C'est précisément la raison pour laquelle j'attends avec impatience de retourner en Chine. Même si nous ne partageons pas un certain nombre de points de vue politiques, notamment en ce qui concerne nos valeurs, il est indéniable que la Chine est incontournable. Tant sur le plan économique que politique, la Chine est un acteur majeur. Elle détient actuellement la première économie mondiale en termes de pouvoir d'achat, et son PIB est équivalent à celui de l'ensemble de l'Europe. La Chine joue un rôle essentiel dans nos chaînes d'approvisionnement économiques actuelles et futures. De plus, la résolution de la crise climatique exige une coopération étroite avec la Chine, qui est responsable de 30 % des émissions mondiales de gaz à effet de serre. Nos ambitions en matière de climat ne pourront pas être réalisées sans la participation de la Chine. Tout comme la Chine, l'Union européenne est un acteur clé dans de nombreux secteurs technologiques et dans la production de matières premières, éléments essentiels de notre propre transition vers une économie verte.

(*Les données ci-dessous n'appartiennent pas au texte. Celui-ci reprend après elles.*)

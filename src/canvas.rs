// Copyright Daniel J. Steffey -- 2016
// Copyright 2020 Evgeniy Reizner
//
// Use of this source code is governed by a BSD-style license that can be
// found in the LICENSE file.

//! The destination surface plus its CTM stack and the scan-conversion draw calls:
//! convex polygons, general contours (with stroking and winding), bitmap rects,
//! meshes and quad patches.

use crate::edge::{sort_edges, Edge};
use crate::edge_builder::clip_and_build_edge;
use crate::mesh::{resolve_triangle, tessellate_quad_patch, triangle_shader};
use crate::shaders::{BitmapShader, RadialGradientShader, TileMode, MAX_SHADE_ROW};
use crate::{
    blend, stroker, Bitmap, BitmapMut, Color, Contour, IntRect, Paint, Point,
    PremultipliedColorU8, Rect, Shader, Transform,
};

/// A canvas bound to a mutable destination surface.
///
/// Owns a CTM stack (`save`/`restore`/`concat` and sugar over it) and the scan
/// conversion routines that rasterize geometry onto the surface.
pub struct Canvas<'a> {
    surface: BitmapMut<'a>,
    clip: IntRect,
    ctm: Transform,
    saved: Vec<Transform>,
}

impl<'a> Canvas<'a> {
    /// Binds a canvas to `pixels`, with CTM = identity and an empty save stack.
    ///
    /// Fails when the surface fails its validity checks (see [`BitmapMut::new`]).
    pub fn new(width: u32, height: u32, row_bytes: u32, pixels: &'a mut [PremultipliedColorU8]) -> Option<Self> {
        let surface = BitmapMut::new(width, height, row_bytes, pixels)?;
        let clip = IntRect::from_xywh(0, 0, width, height)?;
        Some(Canvas { surface, clip, ctm: Transform::identity(), saved: Vec::new() })
    }

    #[inline]
    pub fn width(&self) -> u32 {
        self.surface.width()
    }

    #[inline]
    pub fn height(&self) -> u32 {
        self.surface.height()
    }

    /// Overwrites every pixel in the surface with the premultiplied conversion of
    /// `color`.
    pub fn clear(&mut self, color: Color) {
        self.surface.fill_all(color.premultiply().to_color_u8());
    }

    /// Pushes the current transform onto the save stack.
    pub fn save(&mut self) {
        self.saved.push(self.ctm);
    }

    /// Pops the most recently saved transform into the current one.
    ///
    /// A `restore` with nothing saved is a no-op; callers are responsible for
    /// balancing their `save`/`restore` pairs.
    pub fn restore(&mut self) {
        if let Some(ctm) = self.saved.pop() {
            self.ctm = ctm;
        }
    }

    /// `CTM ← CTM · m` — `m` is applied first when mapping a point.
    pub fn concat(&mut self, m: Transform) {
        self.ctm = self.ctm.pre_concat(&m);
    }

    /// Sugar over `concat` with a translation.
    pub fn translate(&mut self, tx: f32, ty: f32) {
        if let Some(m) = Transform::from_translate(tx, ty) {
            self.concat(m);
        }
    }

    /// Sugar over `concat` with a scale.
    pub fn scale(&mut self, sx: f32, sy: f32) {
        if let Some(m) = Transform::from_scale(sx, sy) {
            self.concat(m);
        }
    }

    /// Sugar over `concat` with a rotation, in radians.
    pub fn rotate(&mut self, radians: f32) {
        if let Some(m) = Transform::from_rotate(radians) {
            self.concat(m);
        }
    }

    /// Draws `src` mapped onto `dst` using a bitmap shader in Clamp mode.
    pub fn fill_bitmap_rect(&mut self, src: Bitmap, dst: Rect) {
        let dst_w = dst.right() - dst.left();
        let dst_h = dst.bottom() - dst.top();
        if dst_w <= 0.0 || dst_h <= 0.0 {
            log::warn!("fillBitmapRect destination rect is empty");
            return;
        }

        let local = match Transform::from_row(
            dst_w / src.width() as f32, 0.0,
            0.0, dst_h / src.height() as f32,
            dst.left(), dst.top(),
        ) {
            Some(m) => m,
            None => {
                log::warn!("fillBitmapRect scale transform is non-finite");
                return;
            }
        };

        let mut paint = Paint::new();
        paint.set_shader(Some(Shader::Bitmap(BitmapShader::new(src, local, TileMode::Clamp))));
        self.draw_rect(dst, &paint);
    }

    /// Fills `rect`, with "pixel center strictly inside" containment.
    pub fn draw_rect(&mut self, rect: Rect, paint: &Paint) {
        self.draw_convex_polygon(&rect.to_points(), paint);
    }

    /// Scan-converts a convex polygon: two active edges (left, right) walked top to
    /// bottom. Faster than [`Canvas::draw_contours`] but only correct for a single,
    /// convex, non-self-intersecting outline.
    pub fn draw_convex_polygon(&mut self, points: &[Point], paint: &Paint) {
        if points.len() < 3 {
            log::warn!("a convex polygon needs at least 3 points");
            return;
        }

        let mut device_points: Vec<Point> = points.to_vec();
        self.ctm.map_points(&mut device_points);

        let mut edges = Vec::new();
        let n = device_points.len();
        for i in 0..n {
            clip_and_build_edge(device_points[i], device_points[(i + 1) % n], self.clip, &mut edges);
        }
        if edges.len() < 2 {
            return;
        }
        sort_edges(&mut edges);

        let paint = match paint_with_context(paint, &self.ctm) {
            Some(Ok(paint)) => Some(paint),
            Some(Err(())) => {
                log::warn!("shader transform is singular, skipping draw");
                return;
            }
            None => None,
        };

        let mut left = 0usize;
        let mut right = 1usize;
        let mut next = 2usize;
        let mut y = edges[left].y_min;

        loop {
            let sx = round_half_up(edges[left].x_current);
            let ex = round_half_up(edges[right].x_current);
            self.shade_span(sx, y, ex, paint.as_ref().map(ResolvedPaintOwner::as_ref));

            y += 1;

            if y == edges[left].y_max {
                if next == edges.len() {
                    return;
                }
                left = next;
                next += 1;
            } else {
                edges[left].step();
            }

            if y == edges[right].y_max {
                if next == edges.len() {
                    return;
                }
                right = next;
                next += 1;
            } else {
                edges[right].step();
            }
        }
    }

    /// Scan-converts one or more contours with the non-zero winding rule, via a full
    /// active-edge-list walk. Stroke-mode paints are expanded to filled contours
    /// first and recursed into in fill mode.
    pub fn draw_contours(&mut self, contours: &[Contour], paint: &Paint) {
        if paint.is_stroke() {
            let stroked = stroker::stroke_contours(contours, paint.stroke_width(), paint.miter_limit());
            let mut fill_paint = Paint::new();
            fill_paint.set_color(paint.color());
            fill_paint.set_shader(paint.shader().cloned());
            let owned: Vec<Contour> = stroked.iter().map(|pts| Contour::new(pts, true)).collect();
            self.draw_contours(&owned, &fill_paint);
            return;
        }

        let mut edges = Vec::new();
        for contour in contours {
            if contour.points().len() < 3 {
                continue;
            }
            for (p0, p1) in contour.segments() {
                clip_and_build_edge(self.ctm.map_point(p0), self.ctm.map_point(p1), self.clip, &mut edges);
            }
        }
        if edges.len() < 2 {
            return;
        }
        sort_edges(&mut edges);

        let paint = match paint_with_context(paint, &self.ctm) {
            Some(Ok(paint)) => Some(paint),
            Some(Err(())) => {
                log::warn!("shader transform is singular, skipping draw");
                return;
            }
            None => None,
        };

        let mut active: Vec<usize> = Vec::new();
        let mut next_edge = 0usize;
        let mut y = 0i32;
        let mut need_sort = true;

        loop {
            let before = active.len();
            active.retain(|&i| edges[i].y_max > y);
            if active.len() != before {
                need_sort = true;
            }

            if active.is_empty() {
                if next_edge >= edges.len() {
                    return;
                }
                active.push(next_edge);
                y = edges[next_edge].y_min;
                next_edge += 1;
                need_sort = true;
            }

            while next_edge < edges.len() && edges[next_edge].y_min == y {
                active.push(next_edge);
                next_edge += 1;
                need_sort = true;
            }

            if need_sort {
                active.sort_by(|&a, &b| {
                    edges[a].x_current.partial_cmp(&edges[b].x_current).unwrap_or(std::cmp::Ordering::Equal)
                });
                need_sort = false;
            }

            let mut i = 0;
            while i < active.len() {
                let start_x = round_half_up(edges[active[i]].x_current);
                let mut acc = edges[active[i]].orientation;
                let mut j = i + 1;
                while j < active.len() {
                    acc += edges[active[j]].orientation;
                    if acc == 0 {
                        let end_x = round_half_up(edges[active[j]].x_current);
                        self.shade_span(start_x, y, end_x, paint.as_ref().map(ResolvedPaintOwner::as_ref));
                        break;
                    }
                    j += 1;
                }
                i = j + 1;
            }

            for idx in 0..active.len() {
                edges[active[idx]].step();
                if idx > 0 && edges[active[idx]].x_current < edges[active[idx - 1]].x_current {
                    need_sort = true;
                }
            }

            y += 1;
        }
    }

    /// Fans a triangle soup (optionally indexed, with optional per-vertex colors
    /// and/or texture coordinates) into per-triangle `draw_contours` calls.
    pub fn draw_mesh(
        &mut self,
        points: &[Point],
        indices: Option<&[u32]>,
        colors: Option<&[Color]>,
        tex: Option<&[Point]>,
        paint: &Paint,
    ) {
        let triangle_count = match indices {
            Some(indices) => indices.len() / 3,
            None => points.len() / 3,
        };

        for i in 0..triangle_count {
            let tri = resolve_triangle(i, points, indices, colors, tex);
            let shader = match triangle_shader(&tri, paint.shader()) {
                Some(shader) => shader,
                None => continue,
            };

            let mut tri_paint = Paint::new();
            tri_paint.set_color(paint.color());
            tri_paint.set_shader(Some(shader));

            let contour = Contour::new(&tri.points, true);
            self.draw_contours(std::slice::from_ref(&contour), &tri_paint);
        }
    }

    /// Bilinearly subdivides a quad patch into a triangle mesh and draws it.
    pub fn draw_quad_patch(
        &mut self,
        corners: [Point; 4],
        colors: Option<[Color; 4]>,
        tex: Option<[Point; 4]>,
        subdivisions: u32,
        paint: &Paint,
    ) {
        let (points, colors, tex) = tessellate_quad_patch(corners, colors, tex, subdivisions);
        self.draw_mesh(&points, None, colors.as_deref(), tex.as_deref(), paint);
    }

    /// Shades and blends the span `[x0, x1)` of scanline `y`, chunking shader spans
    /// into buffers of at most [`MAX_SHADE_ROW`] pixels.
    ///
    /// `x0`/`x1`/`y` are always within the surface: every edge reaching here was
    /// already clipped against `self.clip` by `clip_and_build_edge`.
    fn shade_span(&mut self, x0: i32, y: i32, x1: i32, paint: Option<ResolvedPaint>) {
        if x1 <= x0 {
            return;
        }

        let dst = self.surface.row_mut(y as u32);
        let dst = &mut dst[x0 as usize..x1 as usize];

        match paint {
            None => {}
            Some(ResolvedPaint::Solid(pixel)) => {
                if pixel.alpha() == 255 {
                    blend::fill_row(*pixel, dst);
                } else {
                    blend::blend_row(*pixel, dst);
                }
            }
            Some(ResolvedPaint::Shader(shader)) => {
                let mut buf = [PremultipliedColorU8::from_rgba(0, 0, 0, 0); MAX_SHADE_ROW];
                let mut x = x0;
                let mut remaining = (x1 - x0) as usize;
                let mut offset = 0usize;
                while remaining > 0 {
                    let n = remaining.min(MAX_SHADE_ROW);
                    shader.shade_row(x, y, n, &mut buf[..n]);
                    blend::blend_rows(&buf[..n], &mut dst[offset..offset + n]);
                    x += n as i32;
                    offset += n;
                    remaining -= n;
                }
            }
        }
    }

    /// Creates a shader for a radial gradient of `n >= 2` colors evenly spaced
    /// along the radius of a circle centered at `(cx, cy)`.
    pub fn make_radial_gradient(cx: f32, cy: f32, radius: f32, colors: Vec<Color>) -> Shader<'static> {
        Shader::RadialGradient(RadialGradientShader::new(cx, cy, radius, colors))
    }
}

/// The result of resolving a paint's shading path once per draw call: either a
/// precomputed solid pixel, or a context-configured shader ready for `shade_row`.
#[derive(Clone, Copy)]
enum ResolvedPaint<'p, 's> {
    Solid(PremultipliedColorU8),
    Shader(&'p Shader<'s>),
}

/// Resolves `paint`'s shading path for this draw call.
///
/// Returns `None` when there is nothing to draw with (unreachable today, kept for
/// symmetry with the shader failure case); `Some(Err(()))` when the paint has a
/// shader and its combined transform is singular (the caller must skip the draw);
/// `Some(Ok(_))` otherwise.
fn paint_with_context<'p, 's>(paint: &'p Paint<'s>, ctm: &Transform) -> Option<Result<ResolvedPaintOwner<'p, 's>, ()>> {
    match paint.shader() {
        None => {
            let pixel = paint.color().premultiply().to_color_u8();
            Some(Ok(ResolvedPaintOwner::Solid(pixel)))
        }
        Some(shader) => {
            let mut shader = shader.clone();
            if !shader.set_context(ctm, paint.color().alpha()) {
                return Some(Err(()));
            }
            Some(Ok(ResolvedPaintOwner::Shader(shader)))
        }
    }
}

/// Owns the per-draw-call resolved shading path (a shader must be cloned to be
/// mutated by `set_context` without requiring `&mut Paint`).
enum ResolvedPaintOwner<'p, 's> {
    Solid(PremultipliedColorU8),
    Shader(Shader<'s>),
}

impl<'p, 's> ResolvedPaintOwner<'p, 's> {
    fn as_ref(&self) -> ResolvedPaint<'_, 's> {
        match self {
            ResolvedPaintOwner::Solid(pixel) => ResolvedPaint::Solid(*pixel),
            ResolvedPaintOwner::Shader(shader) => ResolvedPaint::Shader(shader),
        }
    }
}

#[inline]
fn round_half_up(x: f32) -> i32 {
    (x + 0.5) as i32
}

Au cours des dernières années, l'Occident s'est parfois montré excessivement dépendant de la Chine dans des domaines cruciaux. Cette dépendance est indéniable, et il est temps de remédier à cette situation. Nous ne pouvons cependant pas simplement nous désolidariser de la Chine du jour au lendemain, car cela s'avérerait tout simplement impossible. Pour faire face à cette réalité, nous devons adopter une approche pragmatique et réaliste tout en restant fidèles à nos valeurs. Nous devons donc poursuivre une politique chinoise engagée, clairvoyante et réaliste.
Tout d'abord, cela signifie que nous devons réduire nos vulnérabilités critiques, minimiser les risques et renforcer notre résilience. Le Danemark et l'Union européenne doivent être en mesure de garantir leur autonomie dans une plus large mesure. L'époque où nous considérions le monde comme une seule grande usine est révolue, et nous devons prendre soin de nos chaînes d'approvisionnement à tous les niveaux, que ce soit en matière d'énergie, de matières premières essentielles ou de technologie. Ensuite, le Danemark et l'Union européenne doivent adopter une politique commerciale et industrielle plus robuste et stratégique.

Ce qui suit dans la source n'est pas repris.